Having established that only a fifth of Staph infections result from transmission between patients, the researchers are now in the midst of a study exploring other possible transmission routes, for example, from staff members, visitors, or the food chain. Alternatively, patients may have already been colonized with S. aureus when they were admitted but this was not picked up by the initial screening test.
Last year, the hospital acquired its own MiSeq instrument and plans to do a number of near real-time studies of S. aureusand other infectious agents for surveillance and outbreak investigations, Paul said, in collaboration with other groups.
Whether whole-genome sequencing will be used more routinely in the future for typing S. aureus isolates will depend on decreases in cost and turnaround time and on better automation. "At some point, when it's as cheap to get the bug from the culture plate and sequence it as it is to identify it and do the antibiotic susceptibility testing and typing by conventional methods, it's kind of a no-brainer that you get much superior information through whole-genome sequencing," Paul said.

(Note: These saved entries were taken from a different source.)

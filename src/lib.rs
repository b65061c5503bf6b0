// Copyright 2017 Brian Langenberger
//
// Licensed under the Apache License, Version 2.0 <LICENSE-APACHE or
// http://www.apache.org/licenses/LICENSE-2.0> or the MIT license
// <LICENSE-MIT or http://opensource.org/licenses/MIT>, at your
// option. This file may not be copied, modified, or distributed
// except according to those terms.

//! Traits and helpers for packing values of arbitrary bit widths
//! into byte streams, and unpacking them again.
//!
//! Values are written most significant bit first and packed
//! contiguously, so a 3-bit flag followed by an 11-bit counter
//! occupies exactly 14 bits of output.
//! Widths are checked per value category:
//!
//! | category | unsigned | signed |
//! |----------|----------|--------|
//! | bool     | 1        | -      |
//! | byte     | 1..=8    | 1..=7  |
//! | short    | 1..=16   | 1..=15 |
//! | char     | 1..=16   | -      |
//! | int      | 1..=32   | 1..=31 |
//! | long     | 1..=64   | 1..=63 |
//!
//! Floats and doubles are always transcribed as their exact
//! 32 and 64 bit IEEE-754 patterns.
//!
//! ## Example
//! ```
//! use bit_io::{BitRead, BitReader, BitWrite, BitWriter};
//!
//! let mut writer = BitWriter::new(Vec::new());
//! writer.write_int(true, 3, 0b101).unwrap();     // flags
//! writer.write_int(true, 11, 1500).unwrap();     // counter
//! writer.write_short(false, 9, -200).unwrap();   // offset
//! writer.write_float(3.14).unwrap();
//! assert_eq!(writer.bit_index(), 7);
//! assert_eq!(writer.align(8).unwrap(), 1 + 8);
//! assert_eq!(writer.byte_count(), 8);
//!
//! let data = writer.into_inner();
//! let mut reader = BitReader::new(data.as_slice());
//! assert_eq!(reader.read_int(true, 3).unwrap(), 0b101);
//! assert_eq!(reader.read_int(true, 11).unwrap(), 1500);
//! assert_eq!(reader.read_short(false, 9).unwrap(), -200);
//! assert_eq!(reader.read_float().unwrap().to_bits(), 3.14f32.to_bits());
//! assert_eq!(reader.align(8).unwrap(), 1 + 8);
//! ```

#![warn(missing_docs)]
#![cfg_attr(not(feature = "std"), no_std)]

#[cfg(not(any(feature = "std", feature = "alloc")))]
compile_error!("either the \"std\" or \"alloc\" feature must be enabled");

#[cfg(not(feature = "std"))]
use core2::io;

#[cfg(feature = "std")]
use std::io;

pub mod byte_io;
pub mod codec;
mod error;
pub mod read;
pub mod width;
pub mod write;

pub use byte_io::{ByteSink, ByteSource, Detachable, FnSink, FnSource};
pub use codec::{BitDecoder, BitEncoder, BitReadable, BitWritable};
pub use error::{Error, Result};
pub use read::{BitRead, BitReader};
pub use write::{BitWrite, BitWriter};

Right now, sequencing consumables per isolate cost on the order of $50, he said, about 10 times as much as a plate-based susceptibility test for S. aureus, and about three times as much as spa-typing.
For Mycobacterium tuberculosis, which causes tuberculosis, on the other hand, "you can already argue that there is a business case for changing over to sequencing," he said. That organism is very slow-growing and needs to be sent out to one of a small number of reference laboratories in the UK for reliable susceptibility testing and typing, which is expensive.
"TB stands out as something where you can beat conventional methods, because with such a slow-growing organism, to do the susceptibility testing by conventional methods takes many weeks, whereas by whole-genome sequencing, as soon as you got a culture-positive specimen, you can do the extraction and library prep and sequencing and analysis within a couple of days and get back to the clinician," Paul said.
A project called the UK CRC Modernizing Medical Microbiology Consortium that involves researchers at the University of Oxford, the Wellcome Trust Centre for Human Genetics in Oxford, and groups affiliated with the UK's Health Protection Agency in Brighton, Birmingham, Leeds, and London is currently investigating the routine use of whole-genome sequencing for tuberculosis.
According to Derrick Crook, the leader of the consortium and a consultant microbiologist for infectious diseases at the Oxford University Hospitals NHS Trust, the group has been developing both software and workflows for a prototype to implement whole-genome sequencing in TB diagnostics.
It is currently testing this prototype in a feasibility study, results of which are expected in the spring and will allow the consortium to improve the software, automate the test further, develop reporting systems, and work out data models for storing the genomic information and linking it to the clinical information.
By the end of this year, the consortium plans to start a one-year parallel study where whole-genome sequencing will be offered as a routine service for TB diagnosis, along with conventional typing.
That study, which may also involve other laboratories, including in other countries, will provide information on turnaround times and costs, which Crook said are likely going to be "substantially less" than for current TB testing.
"If that goes well, you switch off the old system and you're left with mostly a new system," Crook told In Sequence.